Mood stabilizers regulate cytoprotective and mRNA-binding proteins in the brain: long-term effects on cell survival and transcript stability.

Manic depressive illness (MDI) is a common, severe, chronic and often life-threatening illness. Despite well-established genetic diatheses and extensive research, the biochemical abnormalities underlying the predisposition to, and the pathophysiology of, these disorders remain to be clearly established.
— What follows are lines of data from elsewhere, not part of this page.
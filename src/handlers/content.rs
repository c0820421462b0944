//! Page-content tools.
//!
//! Script execution sends the caller's code exactly as received and
//! returns whatever the extension reports; the bridge never rewrites
//! user code. `content_execute_predefined` composes the local script
//! executor with `content.execute_script`.

// ============================================================================
// Imports
// ============================================================================

use serde_json::{Value, json};

use crate::bridge::Bridge;
use crate::error::{Error, Result};
use crate::protocol::Action;
use crate::transport::DEFAULT_CALL_TIMEOUT;

use super::{SCRIPT_EXEC_TIMEOUT, opt_str, require_i64, require_str};

// ============================================================================
// Tools
// ============================================================================

/// `content_get_text`: extracts page text, optionally truncated.
pub async fn get_text(bridge: &Bridge, args: &Value) -> Result<String> {
    let tab_id = require_i64(args, "tab_id")?;
    let max_length = match args.get("max_length") {
        None | Some(Value::Null) => None,
        Some(value) => match value.as_i64() {
            Some(n) if n >= 0 => Some(n as usize),
            Some(_) => {
                return Err(Error::invalid_argument("'max_length' must not be negative"));
            }
            None => {
                return Err(Error::invalid_argument("'max_length' must be an integer"));
            }
        },
    };

    let data = bridge
        .dispatcher
        .call(Action::ContentGetText, json!({"tabId": tab_id}), DEFAULT_CALL_TIMEOUT)
        .await?;

    let text = data.get("text").and_then(Value::as_str).unwrap_or("");
    Ok(match max_length {
        Some(limit) => text.chars().take(limit).collect(),
        None => text.to_string(),
    })
}

/// `content_get_html`: extracts page HTML.
pub async fn get_html(bridge: &Bridge, args: &Value) -> Result<String> {
    let tab_id = require_i64(args, "tab_id")?;
    let data = bridge
        .dispatcher
        .call(Action::ContentGetHtml, json!({"tabId": tab_id}), DEFAULT_CALL_TIMEOUT)
        .await?;
    Ok(data
        .get("html")
        .and_then(Value::as_str)
        .unwrap_or("")
        .to_string())
}

/// `content_execute_script`: runs JavaScript in a tab.
pub async fn execute_script(bridge: &Bridge, args: &Value) -> Result<String> {
    let tab_id = require_i64(args, "tab_id")?;
    let script = require_str(args, "script")?;
    run_script(bridge, tab_id, script).await
}

/// `content_execute_predefined`: runs a named script from the
/// configured directory, then executes its stdout in the tab.
///
/// Failures of either step keep their own kind: script-executor errors
/// (`invalid_name`, `not_found`, ...) versus extension errors.
pub async fn execute_predefined(bridge: &Bridge, args: &Value) -> Result<String> {
    let tab_id = require_i64(args, "tab_id")?;
    let script_name = require_str(args, "script_name")?;
    let script_args = opt_str(args, "script_args")?.unwrap_or("");

    let code = bridge.scripts.execute(script_name, script_args).await?;
    run_script(bridge, tab_id, &code).await
}

// ============================================================================
// Helpers
// ============================================================================

/// Sends code to the extension verbatim and serializes its report.
async fn run_script(bridge: &Bridge, tab_id: i64, script: &str) -> Result<String> {
    let data = bridge
        .dispatcher
        .call(
            Action::ContentExecuteScript,
            json!({"tabId": tab_id, "script": script}),
            SCRIPT_EXEC_TIMEOUT,
        )
        .await?;

    let result = data.get("result").unwrap_or(&data);
    Ok(serde_json::to_string(result)?)
}

// ============================================================================
// Tests
// ============================================================================

#[cfg(test)]
mod tests {
    use super::*;

    use crate::handlers::tests::{fake_bridge, reply};

    #[tokio::test]
    async fn test_get_text_truncates_on_char_boundary() {
        let (bridge, mut rx) = fake_bridge();

        let caller = {
            let bridge = bridge.clone();
            tokio::spawn(async move {
                get_text(&bridge, &json!({"tab_id": 1, "max_length": 4})).await
            })
        };

        let frame = rx.recv().await.expect("outbound frame");
        assert_eq!(frame.action, "content.get_text");
        reply(&bridge, &frame, json!({"text": "héllo world"}));

        assert_eq!(caller.await.expect("join").expect("text"), "héll");
    }

    #[tokio::test]
    async fn test_get_text_zero_length_yields_empty() {
        let (bridge, mut rx) = fake_bridge();

        let caller = {
            let bridge = bridge.clone();
            tokio::spawn(async move {
                get_text(&bridge, &json!({"tab_id": 1, "max_length": 0})).await
            })
        };

        let frame = rx.recv().await.expect("outbound frame");
        reply(&bridge, &frame, json!({"text": "plenty of text"}));

        assert_eq!(caller.await.expect("join").expect("text"), "");
    }

    #[tokio::test]
    async fn test_get_text_negative_length_rejected() {
        let (bridge, _rx) = fake_bridge();
        let err = get_text(&bridge, &json!({"tab_id": 1, "max_length": -1}))
            .await
            .unwrap_err();
        assert!(err.is_invalid_argument());
        assert_eq!(bridge.dispatcher.pending_count(), 0);
    }

    #[tokio::test]
    async fn test_execute_script_sends_code_verbatim() {
        let (bridge, mut rx) = fake_bridge();
        let code = "document.title // trailing comment";

        let caller = {
            let bridge = bridge.clone();
            let args = json!({"tab_id": 2, "script": code});
            tokio::spawn(async move { execute_script(&bridge, &args).await })
        };

        let frame = rx.recv().await.expect("outbound frame");
        assert_eq!(frame.action, "content.execute_script");
        assert_eq!(frame.data["script"], code);

        reply(&bridge, &frame, json!({"result": {"title": "Example"}}));
        let text = caller.await.expect("join").expect("execute");
        assert_eq!(text, r#"{"title":"Example"}"#);
    }

    #[cfg(unix)]
    #[tokio::test]
    async fn test_execute_predefined_composes_executor_and_extension() {
        use std::os::unix::fs::PermissionsExt;

        let dir = tempfile::TempDir::new().expect("tempdir");
        let path = dir.path().join("title.sh");
        std::fs::write(&path, "#!/bin/sh\necho 'document.title'\n").expect("write");
        std::fs::set_permissions(&path, std::fs::Permissions::from_mode(0o755)).expect("chmod");

        let config = crate::config::ServerConfig::new().with_scripts_dir(dir.path());
        let bridge = crate::bridge::Bridge::new(config);
        let (tx, mut rx) = tokio::sync::mpsc::unbounded_channel();
        bridge.dispatcher.attach(1, tx);

        let caller = {
            let bridge = bridge.clone();
            let args = json!({"tab_id": 1, "script_name": "title.sh"});
            tokio::spawn(async move { execute_predefined(&bridge, &args).await })
        };

        let frame = rx.recv().await.expect("outbound frame");
        assert_eq!(frame.action, "content.execute_script");
        assert_eq!(frame.data["script"], "document.title\n");

        reply(&bridge, &frame, json!({"result": "Example"}));
        assert_eq!(caller.await.expect("join").expect("run"), r#""Example""#);
    }

    #[tokio::test]
    async fn test_execute_predefined_executor_failure_identifies_origin() {
        let (bridge, _rx) = fake_bridge();
        // No scripts directory configured: fails before the extension.
        let err = execute_predefined(&bridge, &json!({"tab_id": 1, "script_name": "x.sh"}))
            .await
            .unwrap_err();
        assert_eq!(err.kind(), "not_configured");
        assert_eq!(bridge.dispatcher.pending_count(), 0);
    }
}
Despite formidable obstacles in our attempts to understand the underlying neurobiology of this illness, there is currently considerable excitement about the progress that is being made using novel strategies to identify changes in gene expression that may have therapeutic relevance in the long-term treatment of MDI. In this paper, we describe our recent research endeavours utilizing newer technologies, including a concerted series of mRNA RT-PCR studies, which has led to the identification of novel, hitherto completely unexpected targets for the long-term actions of mood stabilizers - the major cytoprotective protein bcl-2, a human mRNA binding (and stabilizing) protein, AUH, and a Rho kinase. These results add to the growing body of data suggesting that mood stabilizers may bring about some of their long-term benefits by enhancing neuroplasticity and cellular resilience. These results are noteworthy since recent morphometric brain imaging and post-mortem studies have demonstrated that MDI is associated with the atrophy and/or loss of neurons and glia. The development of novel treatments which more directly target molecules involved in critical CNS cell survival and cell death pathways have the potential to enhance neuroplasticity and cellular resilience, and thereby modulate the long-term course and trajectory of these devastating illnesses.